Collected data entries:

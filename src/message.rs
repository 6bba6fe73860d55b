//! Structured chat record.
//!
//! This module provides [`MessageRecord`], one parsed unit of a chat export.
//! A record is either a user message (with a sender) or a system
//! notification (without one).
//!
//! # Derived fields
//!
//! The calendar fields the statistics group by (`year`, `month_num`,
//! `only_date`, `day_name`, ...) are computed once, when the record is
//! built, and never change afterwards.
//!
//! # Example
//!
//! ```
//! use chatstat::MessageRecord;
//! use chrono::NaiveDate;
//!
//! let ts = NaiveDate::from_ymd_opt(2023, 1, 1)
//!     .unwrap()
//!     .and_hms_opt(10, 0, 0)
//!     .unwrap();
//! let msg = MessageRecord::new(ts, Some("Alice".into()), "hello");
//!
//! assert_eq!(msg.sender(), Some("Alice"));
//! assert_eq!(msg.month_name, "January");
//! assert_eq!(msg.day_name, "Sunday");
//! assert_eq!(msg.hour, 10);
//! ```

use chrono::{Datelike, NaiveDate, NaiveDateTime, Timelike};
use serde::Serialize;

/// Body text WhatsApp writes in place of an attachment.
///
/// Compared by exact equality with a record's body.
pub const MEDIA_OMITTED: &str = "<Media omitted>";

/// One parsed record of a chat export.
///
/// # Fields
///
/// | Field | Type | Description |
/// |-------|------|-------------|
/// | `timestamp` | `NaiveDateTime` | When the message was sent (export local time) |
/// | `sender` | `Option<String>` | Author, `None` for system notifications |
/// | `body` | `String` | Message text, may span several lines |
/// | `year` .. `minute` | derived | Calendar fields of `timestamp` |
///
/// Serializes with the timestamp as `YYYY-MM-DDTHH:MM:SS`.
#[derive(Debug, Clone, PartialEq, Eq, Serialize)]
pub struct MessageRecord {
    /// When the message was sent.
    pub timestamp: NaiveDateTime,

    /// Display name or phone number of the author.
    ///
    /// `None` exactly for system notifications ("X added Y", "X left").
    pub sender: Option<String>,

    /// Text content of the message.
    pub body: String,

    /// Calendar year.
    pub year: i32,

    /// Full English month name ("January").
    pub month_name: String,

    /// Month number, 1-12.
    pub month_num: u32,

    /// Date without the time of day.
    pub only_date: NaiveDate,

    /// Full English weekday name ("Monday").
    pub day_name: String,

    /// Hour of day, 0-23.
    pub hour: u32,

    /// Minute of the hour, 0-59.
    pub minute: u32,
}

impl MessageRecord {
    /// Creates a record and computes its derived calendar fields.
    pub fn new(timestamp: NaiveDateTime, sender: Option<String>, body: impl Into<String>) -> Self {
        let date = timestamp.date();
        Self {
            timestamp,
            sender,
            body: body.into(),
            year: date.year(),
            month_name: date.format("%B").to_string(),
            month_num: date.month(),
            only_date: date,
            day_name: date.format("%A").to_string(),
            hour: timestamp.hour(),
            minute: timestamp.minute(),
        }
    }

    /// Returns the sender, if any.
    pub fn sender(&self) -> Option<&str> {
        self.sender.as_deref()
    }

    /// Returns the message body.
    pub fn body(&self) -> &str {
        &self.body
    }

    /// Returns `true` for system notifications.
    pub fn is_notification(&self) -> bool {
        self.sender.is_none()
    }

    /// Returns `true` if the body is exactly the media placeholder.
    ///
    /// A message that merely mentions `<Media omitted>` is not media.
    pub fn is_media(&self) -> bool {
        self.body == MEDIA_OMITTED
    }
}
//! # chatstat CLI
//!
//! Command-line interface for the chatstat library.

use std::process;
use std::time::Instant;

use clap::Parser as ClapParser;
use tracing::warn;

use chatstat::cli::Args;
use chatstat::config::{AnalyzerConfig, ParserConfig};
use chatstat::core::{FilterConfig, apply_filters};
use chatstat::format::{OutputFormat, to_format_string, write_to_format};
use chatstat::lexicon::LexiconSet;
use chatstat::logging::init_logging;
use chatstat::parsers::WhatsAppParser;
use chatstat::stats::Analyzer;
use chatstat::ChatstatError;

fn main() {
    if let Err(e) = run() {
        eprintln!("❌ Error: {}", e);
        process::exit(1);
    }
}

// Progress goes to stderr so a report printed to stdout stays parseable.
fn run() -> Result<(), ChatstatError> {
    let total_start = Instant::now();
    let args = <Args as ClapParser>::parse();
    init_logging(args.verbose);

    let format = resolve_format(&args)?;

    eprintln!("📊 chatstat v{}", env!("CARGO_PKG_VERSION"));
    eprintln!("━━━━━━━━━━━━━━━━━━━━━━━━━━━━━━━━━━");
    eprintln!("📂 Input:   {}", args.input.display());
    match &args.output {
        Some(path) => eprintln!("💾 Output:  {}", path.display()),
        None => eprintln!("💾 Output:  stdout"),
    }
    eprintln!("📄 Format:  {}", format);

    // Build filter configuration
    let mut filter_config = FilterConfig::new().with_sender(args.user.as_str());

    if let Some(ref from) = args.from {
        filter_config = filter_config.with_date_from(from)?;
        eprintln!("📅 From:    {}", from);
    }

    if let Some(ref to) = args.to {
        filter_config = filter_config.with_date_to(to)?;
        eprintln!("📅 To:      {}", to);
    }

    eprintln!("👤 User:    {}", args.user);
    eprintln!();

    // Step 1: Parse
    let parser_config = ParserConfig::new().with_date_order(args.date_order.into());
    let parser = WhatsAppParser::with_config(parser_config);

    eprintln!("⏳ Parsing WhatsApp export...");
    let parse_start = Instant::now();
    let frame = parser.parse(&args.input)?;
    let summary = frame.summary().clone();
    eprintln!(
        "   Found {} messages ({:.2}s)",
        frame.len(),
        parse_start.elapsed().as_secs_f64()
    );
    if summary.skipped > 0 {
        eprintln!("   Skipped {} entries with unreadable timestamps", summary.skipped);
    }
    if summary.dropped_bytes > 0 {
        eprintln!("   Dropped {} invalid UTF-8 bytes", summary.dropped_bytes);
    }

    if args.list_senders {
        println!("overall");
        for sender in frame.view().senders() {
            println!("{}", sender);
        }
        return Ok(());
    }

    // Step 2: Filter
    let view = if filter_config.is_active() {
        eprintln!("🔍 Filtering messages...");
        let view = apply_filters(&frame, &filter_config);
        eprintln!("   {} messages after filtering", view.len());
        view
    } else {
        frame.view()
    };

    if !filter_config.sender.is_overall() && view.is_empty() {
        warn!(user = %args.user, "no messages from this sender in the selected range");
    }

    // Step 3: Analyze
    let lexicons = LexiconSet::load(
        args.stop_words.as_deref(),
        args.emotions.as_deref(),
        args.sentiment_lexicon.as_deref(),
    )?;
    let analyzer = Analyzer::with_lexicons(lexicons)
        .with_config(AnalyzerConfig::new().with_top_words(args.top));

    eprintln!("🧮 Computing statistics...");
    let stats_start = Instant::now();
    let report = analyzer
        .report(&view, &filter_config.sender)
        .with_parse_summary(summary);
    eprintln!("   Done in {:.2}s", stats_start.elapsed().as_secs_f64());

    // Step 4: Write
    eprintln!("💾 Writing {}...", format);
    match &args.output {
        Some(path) => {
            write_to_format(&report, path, format)?;
            eprintln!("✅ Done! Report saved to {}", path.display());
        }
        None => {
            let rendered = to_format_string(&report, format)?;
            if rendered.ends_with('\n') {
                print!("{}", rendered);
            } else {
                println!("{}", rendered);
            }
        }
    }

    if let Some(ref csv_path) = args.preview_csv {
        write_preview(&view, csv_path)?;
    }

    eprintln!();
    eprintln!("⚡ Total time: {:.2}s", total_start.elapsed().as_secs_f64());

    Ok(())
}

/// `-f` wins; otherwise the output extension decides, falling back to JSON.
fn resolve_format(args: &Args) -> Result<OutputFormat, ChatstatError> {
    if let Some(format) = args.format {
        return Ok(format.into());
    }
    match &args.output {
        Some(path) if path.extension().is_some() => OutputFormat::from_path(path),
        _ => Ok(OutputFormat::default()),
    }
}

#[cfg(feature = "csv-output")]
fn write_preview(
    view: &chatstat::core::FrameView<'_>,
    path: &std::path::Path,
) -> Result<(), ChatstatError> {
    chatstat::core::write_csv(view, path)?;
    eprintln!("📝 Preview saved to {}", path.display());
    Ok(())
}

#[cfg(not(feature = "csv-output"))]
fn write_preview(
    _view: &chatstat::core::FrameView<'_>,
    _path: &std::path::Path,
) -> Result<(), ChatstatError> {
    Err(ChatstatError::invalid_format(
        "csv",
        "CSV preview requires the 'csv-output' feature to be enabled",
    ))
}
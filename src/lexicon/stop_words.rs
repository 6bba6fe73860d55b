//! Stop-word list used by the word statistics.

use std::collections::HashSet;
use std::fs;
use std::path::Path;

use crate::error::Result;

const ENGLISH: &str = include_str!("../../data/stop_english.txt");

/// A set of lowercase tokens excluded from word frequency counts.
///
/// # Example
///
/// ```
/// use chatstat::lexicon::StopWords;
///
/// let stop = StopWords::from_text("the\na an\n");
/// assert!(stop.contains("the"));
/// assert!(stop.contains("an"));
/// assert!(!stop.contains("then"));
/// ```
#[derive(Debug, Clone, Default, PartialEq, Eq)]
pub struct StopWords {
    words: HashSet<String>,
}

impl StopWords {
    /// Builds a set from whitespace- or newline-separated tokens.
    ///
    /// Tokens are lowercased.
    pub fn from_text(text: &str) -> Self {
        Self {
            words: text.split_whitespace().map(str::to_lowercase).collect(),
        }
    }

    /// Loads a stop-word file.
    pub fn load(path: &Path) -> Result<Self> {
        let text = fs::read_to_string(path)?;
        Ok(Self::from_text(&text))
    }

    /// The built-in English list.
    pub fn english() -> Self {
        Self::from_text(ENGLISH)
    }

    /// Returns `true` if `token` is a stop word. Membership is exact.
    pub fn contains(&self, token: &str) -> bool {
        self.words.contains(token)
    }

    pub fn len(&self) -> usize {
        self.words.len()
    }

    pub fn is_empty(&self) -> bool {
        self.words.is_empty()
    }
}
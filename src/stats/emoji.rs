//! Emoji scanning and emoji-based tables.

use indexmap::IndexMap;
use unicode_segmentation::UnicodeSegmentation;

use super::{Analyzer, ranked};
use crate::core::{EmojiCount, EmotionCount, FrameView, SenderFilter};

/// Returns every emoji in `text` as written, in order.
///
/// The text is split into extended grapheme clusters, so a ZWJ sequence
/// (`👨‍👩‍👧`), a flag or a skin-toned emoji counts as one emoji.
///
/// # Example
///
/// ```
/// use chatstat::stats::extract_emojis;
///
/// assert_eq!(extract_emojis("hi 😀😀 👍🏽!"), vec!["😀", "😀", "👍🏽"]);
/// assert!(extract_emojis("no emoji here :)").is_empty());
/// ```
pub fn extract_emojis(text: &str) -> Vec<&str> {
    text.graphemes(true).filter(|g| is_emoji(g)).collect()
}

fn is_emoji(grapheme: &str) -> bool {
    if grapheme.is_ascii() {
        return false;
    }
    if emojis::get(grapheme).is_some() {
        return true;
    }

    let base: String = grapheme
        .chars()
        .filter(|&c| c != '\u{FE0F}' && !('\u{1F3FB}'..='\u{1F3FF}').contains(&c))
        .collect();
    !base.is_empty() && base != grapheme && emojis::get(&base).is_some()
}

impl Analyzer {
    /// Emoji usage, most used first.
    pub fn emoji_frequency(&self, view: &FrameView<'_>, filter: &SenderFilter) -> Vec<EmojiCount> {
        ranked(self.emoji_counts(view, filter))
            .into_iter()
            .map(|(emoji, count)| EmojiCount {
                emoji: emoji.to_string(),
                count,
            })
            .collect()
    }

    /// Emoji usage summed per emotion bucket, in lexicon order.
    ///
    /// Every bucket is present; emoji outside the lexicon are ignored.
    pub fn emoji_emotion_summary(
        &self,
        view: &FrameView<'_>,
        filter: &SenderFilter,
    ) -> Vec<EmotionCount> {
        let mut totals = vec![0usize; self.emotions.len()];
        for (emoji, count) in self.emoji_counts(view, filter) {
            if let Some(bucket) = self.emotions.bucket_index(emoji) {
                totals[bucket] += count;
            }
        }

        self.emotions
            .buckets()
            .zip(totals)
            .map(|(emotion, count)| EmotionCount {
                emotion: emotion.to_string(),
                count,
            })
            .collect()
    }

    fn emoji_counts<'a>(
        &self,
        view: &FrameView<'a>,
        filter: &SenderFilter,
    ) -> IndexMap<&'a str, usize> {
        let mut counts = IndexMap::new();
        for msg in &view.for_sender(filter) {
            for emoji in extract_emojis(msg.body()) {
                *counts.entry(emoji).or_insert(0) += 1;
            }
        }
        counts
    }
}
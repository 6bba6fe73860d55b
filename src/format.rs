//! Report format types for the chatstat library.
//!
//! This module provides library-first format types that don't depend on CLI
//! frameworks.
//!
//! # Example
//!
//! ```rust
//! # #[cfg(feature = "json-output")]
//! # fn example() -> chatstat::Result<()> {
//! use chatstat::core::SenderFilter;
//! use chatstat::format::{OutputFormat, to_format_string};
//! use chatstat::parsers::WhatsAppParser;
//! use chatstat::stats::Analyzer;
//!
//! let frame = WhatsAppParser::new().parse_str("1/1/23, 10:00 - Alice: hi\n")?;
//! let report = Analyzer::new().report(&frame.view(), &SenderFilter::Overall);
//!
//! let jsonl = to_format_string(&report, OutputFormat::Jsonl)?;
//! assert!(jsonl.lines().count() > 1);
//!
//! // Or use format detection from extension
//! let format = OutputFormat::from_path("report.json")?;
//! assert_eq!(format, OutputFormat::Json);
//! # Ok(())
//! # }
//! ```

use std::fmt;
use std::path::Path;
use std::str::FromStr;

use serde::{Deserialize, Serialize};

use crate::core::Report;
use crate::error::{ChatstatError, Result};

/// Output format for a statistics report.
///
/// - [`Json`](OutputFormat::Json) - one pretty-printed object, good for APIs
/// - [`Jsonl`](OutputFormat::Jsonl) - one table per line, for line-oriented tools
/// - [`Text`](OutputFormat::Text) - human-readable summary
///
/// # Example
///
/// ```rust
/// use chatstat::format::OutputFormat;
/// use std::str::FromStr;
///
/// let format = OutputFormat::from_str("jsonl").unwrap();
/// assert_eq!(format, OutputFormat::Jsonl);
/// assert_eq!(format.extension(), "jsonl");
/// ```
#[derive(Debug, Clone, Copy, PartialEq, Eq, Hash, Default, Serialize, Deserialize)]
#[serde(rename_all = "lowercase")]
#[non_exhaustive]
pub enum OutputFormat {
    /// Pretty-printed JSON object (default)
    #[default]
    Json,

    /// JSON Lines - one table per line
    ///
    /// Also known as NDJSON.
    Jsonl,

    /// Plain-text summary
    Text,
}

impl OutputFormat {
    /// Returns the file extension for this format (without dot).
    ///
    /// # Example
    ///
    /// ```rust
    /// use chatstat::format::OutputFormat;
    ///
    /// assert_eq!(OutputFormat::Json.extension(), "json");
    /// assert_eq!(OutputFormat::Jsonl.extension(), "jsonl");
    /// assert_eq!(OutputFormat::Text.extension(), "txt");
    /// ```
    pub fn extension(&self) -> &'static str {
        match self {
            OutputFormat::Json => "json",
            OutputFormat::Jsonl => "jsonl",
            OutputFormat::Text => "txt",
        }
    }

    /// Returns all supported format names.
    pub fn all_names() -> &'static [&'static str] {
        &["json", "jsonl", "ndjson", "text", "txt"]
    }

    /// Returns all available formats.
    pub fn all() -> &'static [OutputFormat] {
        &[OutputFormat::Json, OutputFormat::Jsonl, OutputFormat::Text]
    }

    /// Detects format from a file path based on extension.
    ///
    /// # Example
    ///
    /// ```rust
    /// use chatstat::format::OutputFormat;
    ///
    /// let format = OutputFormat::from_path("report.jsonl").unwrap();
    /// assert_eq!(format, OutputFormat::Jsonl);
    /// ```
    pub fn from_path(path: impl AsRef<Path>) -> Result<Self> {
        let ext = path
            .as_ref()
            .extension()
            .and_then(|ext| ext.to_str())
            .unwrap_or("")
            .to_lowercase();

        ext.parse().map_err(|_| {
            ChatstatError::invalid_format(
                "output",
                format!("Unknown file extension: '.{ext}'. Expected one of: json, jsonl, txt"),
            )
        })
    }
}

impl fmt::Display for OutputFormat {
    fn fmt(&self, f: &mut fmt::Formatter<'_>) -> fmt::Result {
        match self {
            OutputFormat::Json => write!(f, "JSON"),
            OutputFormat::Jsonl => write!(f, "JSONL"),
            OutputFormat::Text => write!(f, "text"),
        }
    }
}

impl FromStr for OutputFormat {
    type Err = String;

    fn from_str(s: &str) -> std::result::Result<Self, Self::Err> {
        match s.to_lowercase().as_str() {
            "json" => Ok(OutputFormat::Json),
            "jsonl" | "ndjson" => Ok(OutputFormat::Jsonl),
            "text" | "txt" => Ok(OutputFormat::Text),
            _ => Err(format!(
                "Unknown format: '{}'. Expected one of: {}",
                s,
                OutputFormat::all_names().join(", ")
            )),
        }
    }
}

/// Writes a report to a file in the specified format.
///
/// # Errors
///
/// Returns an error if:
/// - The required feature for the format is not enabled
/// - The file cannot be written
pub fn write_to_format(report: &Report, path: impl AsRef<Path>, format: OutputFormat) -> Result<()> {
    match format {
        #[cfg(feature = "json-output")]
        OutputFormat::Json => crate::core::output::write_json(report, path),
        #[cfg(feature = "json-output")]
        OutputFormat::Jsonl => crate::core::output::write_jsonl(report, path),
        OutputFormat::Text => crate::core::output::write_text(report, path),
        #[allow(unreachable_patterns)]
        _ => Err(missing_feature(format)),
    }
}

/// Converts a report to a string in the specified format.
pub fn to_format_string(report: &Report, format: OutputFormat) -> Result<String> {
    match format {
        #[cfg(feature = "json-output")]
        OutputFormat::Json => crate::core::output::to_json(report),
        #[cfg(feature = "json-output")]
        OutputFormat::Jsonl => crate::core::output::to_jsonl(report),
        OutputFormat::Text => Ok(crate::core::output::to_text(report)),
        #[allow(unreachable_patterns)]
        _ => Err(missing_feature(format)),
    }
}

#[allow(dead_code)]
fn missing_feature(format: OutputFormat) -> ChatstatError {
    ChatstatError::invalid_format(
        "output",
        format!("Output format {format} requires the 'json-output' feature to be enabled"),
    )
}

▶ TASK PROMPT: Your answer must be a copy of every line in the data above that holds the string "statistics".

▶ ANSWER FOR THIS EXERCISE:
//! The calendar fields the statistics group by (`year`, `month_num`,
    eprintln!("🧮 Computing statistics...");
//! Stop-word list used by the word statistics.
/// Output format for a statistics report.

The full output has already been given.